- [INSTRUCTIONS FOR THE TASK]: Each line of the records below that holds "bearer" should be copied out.

++++

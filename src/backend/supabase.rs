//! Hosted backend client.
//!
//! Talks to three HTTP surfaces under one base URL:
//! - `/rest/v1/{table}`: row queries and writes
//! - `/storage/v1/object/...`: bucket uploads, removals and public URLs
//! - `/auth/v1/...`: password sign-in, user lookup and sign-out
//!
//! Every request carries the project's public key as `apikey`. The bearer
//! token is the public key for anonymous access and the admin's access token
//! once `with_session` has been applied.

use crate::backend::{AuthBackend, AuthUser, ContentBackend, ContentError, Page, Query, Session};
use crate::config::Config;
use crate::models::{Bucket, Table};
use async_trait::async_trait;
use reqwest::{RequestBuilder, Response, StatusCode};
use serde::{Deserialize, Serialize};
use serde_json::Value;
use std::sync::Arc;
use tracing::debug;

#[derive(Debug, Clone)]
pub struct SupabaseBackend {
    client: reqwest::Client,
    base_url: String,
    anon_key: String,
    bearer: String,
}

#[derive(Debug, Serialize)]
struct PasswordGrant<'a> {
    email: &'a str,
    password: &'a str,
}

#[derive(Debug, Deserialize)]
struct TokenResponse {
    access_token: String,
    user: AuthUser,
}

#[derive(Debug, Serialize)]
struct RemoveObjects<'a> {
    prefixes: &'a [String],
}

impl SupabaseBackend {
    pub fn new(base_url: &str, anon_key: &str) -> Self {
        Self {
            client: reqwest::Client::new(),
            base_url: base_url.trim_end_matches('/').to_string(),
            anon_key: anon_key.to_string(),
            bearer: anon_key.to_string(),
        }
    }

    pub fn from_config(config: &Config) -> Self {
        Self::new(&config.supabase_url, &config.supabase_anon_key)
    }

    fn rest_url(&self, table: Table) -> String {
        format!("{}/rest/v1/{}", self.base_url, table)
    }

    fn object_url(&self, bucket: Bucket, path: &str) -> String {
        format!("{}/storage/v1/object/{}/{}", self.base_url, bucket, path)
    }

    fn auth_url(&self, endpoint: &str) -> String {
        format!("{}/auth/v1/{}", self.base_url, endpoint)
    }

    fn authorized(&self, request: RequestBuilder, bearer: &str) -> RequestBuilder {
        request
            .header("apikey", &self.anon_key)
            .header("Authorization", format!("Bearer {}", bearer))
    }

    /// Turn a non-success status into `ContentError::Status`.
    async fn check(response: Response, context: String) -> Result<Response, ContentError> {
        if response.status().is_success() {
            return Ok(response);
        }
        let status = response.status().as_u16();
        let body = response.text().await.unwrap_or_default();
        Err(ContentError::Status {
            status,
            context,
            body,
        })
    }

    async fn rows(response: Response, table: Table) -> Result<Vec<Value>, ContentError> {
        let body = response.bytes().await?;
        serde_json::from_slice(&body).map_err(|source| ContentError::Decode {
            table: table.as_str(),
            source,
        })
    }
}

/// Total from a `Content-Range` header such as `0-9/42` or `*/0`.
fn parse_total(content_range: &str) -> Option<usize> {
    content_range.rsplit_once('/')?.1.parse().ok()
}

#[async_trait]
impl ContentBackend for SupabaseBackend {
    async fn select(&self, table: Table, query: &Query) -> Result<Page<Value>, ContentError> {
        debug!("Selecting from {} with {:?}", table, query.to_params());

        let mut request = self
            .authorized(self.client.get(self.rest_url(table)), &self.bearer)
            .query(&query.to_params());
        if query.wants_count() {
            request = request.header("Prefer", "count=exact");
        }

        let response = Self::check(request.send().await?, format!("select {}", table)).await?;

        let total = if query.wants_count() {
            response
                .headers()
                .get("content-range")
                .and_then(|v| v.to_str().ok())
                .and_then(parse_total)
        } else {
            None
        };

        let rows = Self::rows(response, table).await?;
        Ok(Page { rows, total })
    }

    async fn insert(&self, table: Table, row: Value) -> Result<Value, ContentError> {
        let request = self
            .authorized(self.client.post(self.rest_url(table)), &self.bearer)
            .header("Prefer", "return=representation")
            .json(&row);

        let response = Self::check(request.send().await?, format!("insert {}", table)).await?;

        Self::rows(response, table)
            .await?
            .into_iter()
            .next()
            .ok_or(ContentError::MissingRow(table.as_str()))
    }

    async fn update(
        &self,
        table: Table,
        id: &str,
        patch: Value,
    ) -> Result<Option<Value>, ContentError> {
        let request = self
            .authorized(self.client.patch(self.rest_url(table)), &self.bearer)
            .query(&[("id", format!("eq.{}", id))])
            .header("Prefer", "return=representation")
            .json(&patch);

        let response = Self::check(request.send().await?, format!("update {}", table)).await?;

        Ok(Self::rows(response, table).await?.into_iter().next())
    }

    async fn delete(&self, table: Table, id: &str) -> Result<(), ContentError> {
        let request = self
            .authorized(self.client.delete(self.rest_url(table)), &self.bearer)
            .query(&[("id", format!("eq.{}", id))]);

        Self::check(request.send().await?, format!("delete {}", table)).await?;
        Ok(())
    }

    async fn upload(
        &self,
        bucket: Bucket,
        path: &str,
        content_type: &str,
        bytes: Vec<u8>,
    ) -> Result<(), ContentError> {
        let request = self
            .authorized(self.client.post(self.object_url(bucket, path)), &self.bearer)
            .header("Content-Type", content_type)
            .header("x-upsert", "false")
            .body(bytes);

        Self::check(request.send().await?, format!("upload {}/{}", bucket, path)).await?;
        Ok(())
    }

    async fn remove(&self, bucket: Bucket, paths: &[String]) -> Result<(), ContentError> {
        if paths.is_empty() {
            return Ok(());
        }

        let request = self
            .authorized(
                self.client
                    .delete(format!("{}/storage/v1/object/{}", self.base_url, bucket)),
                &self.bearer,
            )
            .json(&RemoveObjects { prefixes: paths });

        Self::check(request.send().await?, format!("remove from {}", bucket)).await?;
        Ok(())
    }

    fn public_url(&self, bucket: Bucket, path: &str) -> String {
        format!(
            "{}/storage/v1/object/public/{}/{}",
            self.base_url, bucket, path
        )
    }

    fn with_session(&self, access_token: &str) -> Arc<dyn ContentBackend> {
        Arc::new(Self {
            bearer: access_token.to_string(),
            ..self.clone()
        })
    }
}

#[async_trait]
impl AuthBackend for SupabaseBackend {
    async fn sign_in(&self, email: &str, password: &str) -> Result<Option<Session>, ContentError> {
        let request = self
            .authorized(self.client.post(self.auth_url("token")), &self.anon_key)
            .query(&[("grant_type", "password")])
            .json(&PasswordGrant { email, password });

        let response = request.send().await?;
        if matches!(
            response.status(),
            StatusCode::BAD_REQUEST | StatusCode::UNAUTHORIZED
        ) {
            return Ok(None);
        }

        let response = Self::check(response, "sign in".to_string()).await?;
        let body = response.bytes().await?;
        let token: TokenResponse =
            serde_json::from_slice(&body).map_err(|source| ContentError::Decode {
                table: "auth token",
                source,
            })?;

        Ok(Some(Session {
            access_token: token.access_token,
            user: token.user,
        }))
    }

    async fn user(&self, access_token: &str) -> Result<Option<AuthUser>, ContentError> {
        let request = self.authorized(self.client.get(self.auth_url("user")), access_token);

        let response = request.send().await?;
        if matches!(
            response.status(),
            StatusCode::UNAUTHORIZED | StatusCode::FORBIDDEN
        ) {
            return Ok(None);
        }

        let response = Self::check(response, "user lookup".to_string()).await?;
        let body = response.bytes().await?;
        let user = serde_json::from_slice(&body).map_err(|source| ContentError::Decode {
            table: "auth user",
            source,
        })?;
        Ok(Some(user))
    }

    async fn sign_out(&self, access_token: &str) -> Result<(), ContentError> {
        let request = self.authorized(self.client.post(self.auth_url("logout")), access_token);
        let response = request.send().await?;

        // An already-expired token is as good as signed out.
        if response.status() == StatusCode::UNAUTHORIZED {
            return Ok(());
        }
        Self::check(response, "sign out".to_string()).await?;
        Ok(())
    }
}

++++

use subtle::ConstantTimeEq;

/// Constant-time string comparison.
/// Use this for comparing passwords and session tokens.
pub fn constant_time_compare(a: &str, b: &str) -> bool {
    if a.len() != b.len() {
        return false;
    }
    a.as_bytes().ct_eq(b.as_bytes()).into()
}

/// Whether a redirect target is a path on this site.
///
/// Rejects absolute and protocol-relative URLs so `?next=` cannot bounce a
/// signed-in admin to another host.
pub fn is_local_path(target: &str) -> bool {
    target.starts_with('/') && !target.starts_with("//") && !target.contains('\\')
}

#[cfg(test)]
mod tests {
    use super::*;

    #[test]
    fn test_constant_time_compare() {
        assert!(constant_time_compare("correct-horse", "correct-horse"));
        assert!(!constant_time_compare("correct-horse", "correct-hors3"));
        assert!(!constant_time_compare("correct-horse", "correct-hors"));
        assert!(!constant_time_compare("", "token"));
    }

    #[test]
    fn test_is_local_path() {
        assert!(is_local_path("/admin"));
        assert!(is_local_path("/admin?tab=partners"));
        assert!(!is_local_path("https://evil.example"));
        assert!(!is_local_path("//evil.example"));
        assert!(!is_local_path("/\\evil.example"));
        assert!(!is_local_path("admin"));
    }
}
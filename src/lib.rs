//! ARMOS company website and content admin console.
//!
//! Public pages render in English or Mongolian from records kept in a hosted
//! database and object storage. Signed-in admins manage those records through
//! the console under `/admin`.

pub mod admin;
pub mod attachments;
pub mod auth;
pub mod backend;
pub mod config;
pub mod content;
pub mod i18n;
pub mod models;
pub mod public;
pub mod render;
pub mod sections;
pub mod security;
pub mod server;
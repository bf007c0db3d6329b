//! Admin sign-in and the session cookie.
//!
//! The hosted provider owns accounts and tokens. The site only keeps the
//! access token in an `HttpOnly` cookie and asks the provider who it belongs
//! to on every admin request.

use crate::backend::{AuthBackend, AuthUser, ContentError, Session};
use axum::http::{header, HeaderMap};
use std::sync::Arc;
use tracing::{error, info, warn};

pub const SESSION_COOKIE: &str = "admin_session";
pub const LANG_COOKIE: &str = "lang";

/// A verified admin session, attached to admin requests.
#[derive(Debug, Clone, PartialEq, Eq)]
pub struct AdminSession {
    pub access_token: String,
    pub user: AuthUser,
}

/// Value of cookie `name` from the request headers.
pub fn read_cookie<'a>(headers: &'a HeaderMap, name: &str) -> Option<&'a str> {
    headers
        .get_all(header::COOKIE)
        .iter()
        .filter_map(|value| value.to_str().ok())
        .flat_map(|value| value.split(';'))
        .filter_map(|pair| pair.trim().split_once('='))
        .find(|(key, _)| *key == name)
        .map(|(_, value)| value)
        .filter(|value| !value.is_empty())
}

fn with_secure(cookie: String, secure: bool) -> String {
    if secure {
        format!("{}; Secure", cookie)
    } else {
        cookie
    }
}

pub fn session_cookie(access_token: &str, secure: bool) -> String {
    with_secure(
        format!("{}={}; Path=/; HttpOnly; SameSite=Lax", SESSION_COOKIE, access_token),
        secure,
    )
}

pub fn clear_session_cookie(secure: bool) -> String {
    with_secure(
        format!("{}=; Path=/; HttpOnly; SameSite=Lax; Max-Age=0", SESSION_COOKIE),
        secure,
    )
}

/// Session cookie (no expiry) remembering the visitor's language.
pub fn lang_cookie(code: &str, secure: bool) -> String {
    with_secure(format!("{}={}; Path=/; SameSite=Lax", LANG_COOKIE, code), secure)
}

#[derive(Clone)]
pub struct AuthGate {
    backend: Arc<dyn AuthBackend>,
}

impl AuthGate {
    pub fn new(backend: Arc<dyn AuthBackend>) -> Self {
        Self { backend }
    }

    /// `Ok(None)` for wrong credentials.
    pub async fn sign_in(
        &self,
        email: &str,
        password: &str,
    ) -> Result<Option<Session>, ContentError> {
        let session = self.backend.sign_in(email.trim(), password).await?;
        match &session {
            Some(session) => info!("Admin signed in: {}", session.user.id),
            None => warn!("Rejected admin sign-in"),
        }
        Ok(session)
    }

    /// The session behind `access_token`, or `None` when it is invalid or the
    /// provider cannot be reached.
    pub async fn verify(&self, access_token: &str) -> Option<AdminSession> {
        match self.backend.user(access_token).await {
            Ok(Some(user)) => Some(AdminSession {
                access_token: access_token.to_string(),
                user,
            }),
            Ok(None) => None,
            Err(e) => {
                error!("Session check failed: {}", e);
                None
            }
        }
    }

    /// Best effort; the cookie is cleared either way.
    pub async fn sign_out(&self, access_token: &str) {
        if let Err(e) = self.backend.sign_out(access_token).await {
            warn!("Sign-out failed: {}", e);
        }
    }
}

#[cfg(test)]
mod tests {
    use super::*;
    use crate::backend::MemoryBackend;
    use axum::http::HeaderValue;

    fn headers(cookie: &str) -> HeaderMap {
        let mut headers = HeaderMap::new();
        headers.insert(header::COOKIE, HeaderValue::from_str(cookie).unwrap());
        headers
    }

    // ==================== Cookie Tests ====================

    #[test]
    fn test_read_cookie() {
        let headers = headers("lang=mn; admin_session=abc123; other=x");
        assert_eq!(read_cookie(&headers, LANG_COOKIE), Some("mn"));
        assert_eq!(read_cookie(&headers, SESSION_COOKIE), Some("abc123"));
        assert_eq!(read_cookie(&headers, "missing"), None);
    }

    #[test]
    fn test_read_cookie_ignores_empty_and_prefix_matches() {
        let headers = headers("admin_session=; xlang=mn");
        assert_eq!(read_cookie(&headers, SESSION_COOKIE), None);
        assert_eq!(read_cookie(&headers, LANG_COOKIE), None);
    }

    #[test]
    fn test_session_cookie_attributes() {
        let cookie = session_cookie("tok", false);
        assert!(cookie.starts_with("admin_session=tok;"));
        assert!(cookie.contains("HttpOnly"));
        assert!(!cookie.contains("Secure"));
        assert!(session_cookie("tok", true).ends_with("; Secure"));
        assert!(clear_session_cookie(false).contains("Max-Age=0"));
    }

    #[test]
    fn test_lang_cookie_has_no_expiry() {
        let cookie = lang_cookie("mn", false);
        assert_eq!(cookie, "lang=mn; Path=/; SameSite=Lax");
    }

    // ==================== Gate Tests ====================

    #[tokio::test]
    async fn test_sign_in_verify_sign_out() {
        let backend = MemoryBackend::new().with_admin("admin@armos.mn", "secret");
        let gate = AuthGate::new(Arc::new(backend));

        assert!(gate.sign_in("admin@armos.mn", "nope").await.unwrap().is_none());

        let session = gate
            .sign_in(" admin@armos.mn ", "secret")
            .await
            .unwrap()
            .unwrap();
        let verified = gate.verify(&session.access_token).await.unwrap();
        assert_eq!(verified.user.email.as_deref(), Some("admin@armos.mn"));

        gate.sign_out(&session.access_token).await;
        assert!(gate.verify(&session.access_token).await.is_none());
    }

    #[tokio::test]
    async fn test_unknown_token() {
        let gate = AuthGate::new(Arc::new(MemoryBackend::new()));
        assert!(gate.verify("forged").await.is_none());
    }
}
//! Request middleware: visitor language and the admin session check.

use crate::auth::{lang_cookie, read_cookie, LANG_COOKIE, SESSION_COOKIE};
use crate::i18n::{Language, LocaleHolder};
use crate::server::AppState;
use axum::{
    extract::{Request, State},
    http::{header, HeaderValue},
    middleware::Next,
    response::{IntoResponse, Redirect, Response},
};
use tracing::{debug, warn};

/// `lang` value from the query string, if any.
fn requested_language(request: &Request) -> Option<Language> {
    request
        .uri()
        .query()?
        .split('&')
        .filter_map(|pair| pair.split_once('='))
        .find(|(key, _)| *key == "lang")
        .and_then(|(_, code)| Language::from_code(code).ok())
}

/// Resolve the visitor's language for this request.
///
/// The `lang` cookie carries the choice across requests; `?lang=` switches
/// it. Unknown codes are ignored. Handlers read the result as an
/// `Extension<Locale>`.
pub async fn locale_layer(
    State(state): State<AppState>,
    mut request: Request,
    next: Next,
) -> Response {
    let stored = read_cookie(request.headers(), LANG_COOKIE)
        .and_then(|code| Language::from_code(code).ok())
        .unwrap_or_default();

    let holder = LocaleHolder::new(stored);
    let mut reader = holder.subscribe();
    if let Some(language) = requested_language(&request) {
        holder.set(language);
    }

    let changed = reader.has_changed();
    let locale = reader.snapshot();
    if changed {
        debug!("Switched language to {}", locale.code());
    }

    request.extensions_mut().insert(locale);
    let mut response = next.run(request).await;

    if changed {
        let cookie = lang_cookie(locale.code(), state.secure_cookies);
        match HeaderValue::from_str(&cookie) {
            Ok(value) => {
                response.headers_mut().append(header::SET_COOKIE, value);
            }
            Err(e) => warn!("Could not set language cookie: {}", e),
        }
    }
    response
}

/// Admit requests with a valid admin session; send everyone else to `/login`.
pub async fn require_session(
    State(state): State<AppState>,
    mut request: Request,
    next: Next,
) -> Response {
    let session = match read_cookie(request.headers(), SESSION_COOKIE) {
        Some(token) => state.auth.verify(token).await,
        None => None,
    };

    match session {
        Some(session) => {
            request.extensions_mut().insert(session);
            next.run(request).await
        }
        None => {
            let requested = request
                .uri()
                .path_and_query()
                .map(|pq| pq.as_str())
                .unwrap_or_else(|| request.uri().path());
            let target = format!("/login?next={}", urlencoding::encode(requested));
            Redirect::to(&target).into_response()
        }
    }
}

++++

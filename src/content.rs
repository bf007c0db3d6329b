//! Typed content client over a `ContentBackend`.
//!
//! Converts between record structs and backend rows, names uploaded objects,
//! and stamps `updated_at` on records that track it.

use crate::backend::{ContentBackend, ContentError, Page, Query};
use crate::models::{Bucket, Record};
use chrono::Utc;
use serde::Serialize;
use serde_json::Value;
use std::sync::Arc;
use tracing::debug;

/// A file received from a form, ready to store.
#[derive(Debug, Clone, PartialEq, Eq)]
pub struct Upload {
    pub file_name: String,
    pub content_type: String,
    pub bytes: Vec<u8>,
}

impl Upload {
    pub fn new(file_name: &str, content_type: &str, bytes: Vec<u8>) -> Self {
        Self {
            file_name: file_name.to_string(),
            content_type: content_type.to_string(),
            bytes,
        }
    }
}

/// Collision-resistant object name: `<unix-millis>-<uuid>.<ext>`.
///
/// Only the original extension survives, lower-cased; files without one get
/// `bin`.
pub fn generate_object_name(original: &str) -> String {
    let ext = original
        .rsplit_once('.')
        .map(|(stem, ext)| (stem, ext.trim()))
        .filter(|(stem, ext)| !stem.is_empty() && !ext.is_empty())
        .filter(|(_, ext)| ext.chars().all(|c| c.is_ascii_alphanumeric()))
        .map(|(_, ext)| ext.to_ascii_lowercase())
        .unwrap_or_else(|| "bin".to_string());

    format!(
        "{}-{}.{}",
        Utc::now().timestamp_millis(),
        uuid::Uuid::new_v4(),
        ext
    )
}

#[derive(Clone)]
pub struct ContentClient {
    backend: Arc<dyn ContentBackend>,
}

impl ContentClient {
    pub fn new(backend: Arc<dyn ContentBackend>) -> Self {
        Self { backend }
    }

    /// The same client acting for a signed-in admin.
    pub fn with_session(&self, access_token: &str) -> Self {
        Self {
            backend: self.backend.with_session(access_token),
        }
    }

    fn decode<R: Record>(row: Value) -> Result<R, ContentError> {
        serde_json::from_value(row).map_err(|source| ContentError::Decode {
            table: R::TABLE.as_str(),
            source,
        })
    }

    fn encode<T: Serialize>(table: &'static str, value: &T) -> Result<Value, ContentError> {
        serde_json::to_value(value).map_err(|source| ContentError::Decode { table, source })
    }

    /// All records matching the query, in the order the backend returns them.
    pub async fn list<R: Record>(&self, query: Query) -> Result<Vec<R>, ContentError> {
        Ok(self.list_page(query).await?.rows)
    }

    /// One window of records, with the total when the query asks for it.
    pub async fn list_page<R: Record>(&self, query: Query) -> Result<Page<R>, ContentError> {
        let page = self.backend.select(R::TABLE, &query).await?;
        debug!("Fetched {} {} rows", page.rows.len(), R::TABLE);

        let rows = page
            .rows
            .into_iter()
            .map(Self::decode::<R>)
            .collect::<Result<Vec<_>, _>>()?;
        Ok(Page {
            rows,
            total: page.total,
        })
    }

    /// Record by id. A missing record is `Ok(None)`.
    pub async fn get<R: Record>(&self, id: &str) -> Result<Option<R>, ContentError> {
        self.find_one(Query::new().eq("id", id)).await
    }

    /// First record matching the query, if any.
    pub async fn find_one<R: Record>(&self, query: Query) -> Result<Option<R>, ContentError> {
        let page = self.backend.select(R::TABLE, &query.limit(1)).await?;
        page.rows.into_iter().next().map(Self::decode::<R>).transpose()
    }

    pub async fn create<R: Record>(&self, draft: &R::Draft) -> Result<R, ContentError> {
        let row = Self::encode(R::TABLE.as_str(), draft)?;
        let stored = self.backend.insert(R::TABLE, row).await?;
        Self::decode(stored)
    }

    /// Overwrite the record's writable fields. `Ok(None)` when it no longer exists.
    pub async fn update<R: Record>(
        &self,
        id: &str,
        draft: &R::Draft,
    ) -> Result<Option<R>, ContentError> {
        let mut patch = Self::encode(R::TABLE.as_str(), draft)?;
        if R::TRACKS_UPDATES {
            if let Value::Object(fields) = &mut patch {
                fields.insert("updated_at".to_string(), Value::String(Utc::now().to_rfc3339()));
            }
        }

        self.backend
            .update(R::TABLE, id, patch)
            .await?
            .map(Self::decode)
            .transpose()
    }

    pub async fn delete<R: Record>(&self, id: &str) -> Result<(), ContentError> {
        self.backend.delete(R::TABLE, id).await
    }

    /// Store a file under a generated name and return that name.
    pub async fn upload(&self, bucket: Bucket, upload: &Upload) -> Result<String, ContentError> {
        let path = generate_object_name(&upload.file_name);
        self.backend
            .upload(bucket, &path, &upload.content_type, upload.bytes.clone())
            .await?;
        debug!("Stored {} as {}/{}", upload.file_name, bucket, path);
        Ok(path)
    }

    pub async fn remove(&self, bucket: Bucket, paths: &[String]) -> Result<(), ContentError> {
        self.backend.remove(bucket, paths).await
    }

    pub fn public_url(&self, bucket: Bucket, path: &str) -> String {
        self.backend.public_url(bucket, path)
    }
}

++++

- [RESULT OF THE TASK]:
//! Every request carries the project's public key as `apikey`. The bearer
    bearer: String,
            bearer: anon_key.to_string(),
    fn authorized(&self, request: RequestBuilder, bearer: &str) -> RequestBuilder {
            .header("Authorization", format!("Bearer {}", bearer))
            .authorized(self.client.get(self.rest_url(table)), &self.bearer)
            .authorized(self.client.post(self.rest_url(table)), &self.bearer)
            .authorized(self.client.patch(self.rest_url(table)), &self.bearer)
            .authorized(self.client.delete(self.rest_url(table)), &self.bearer)
            .authorized(self.client.post(self.object_url(bucket, path)), &self.bearer)
                &self.bearer,
            bearer: access_token.to_string(),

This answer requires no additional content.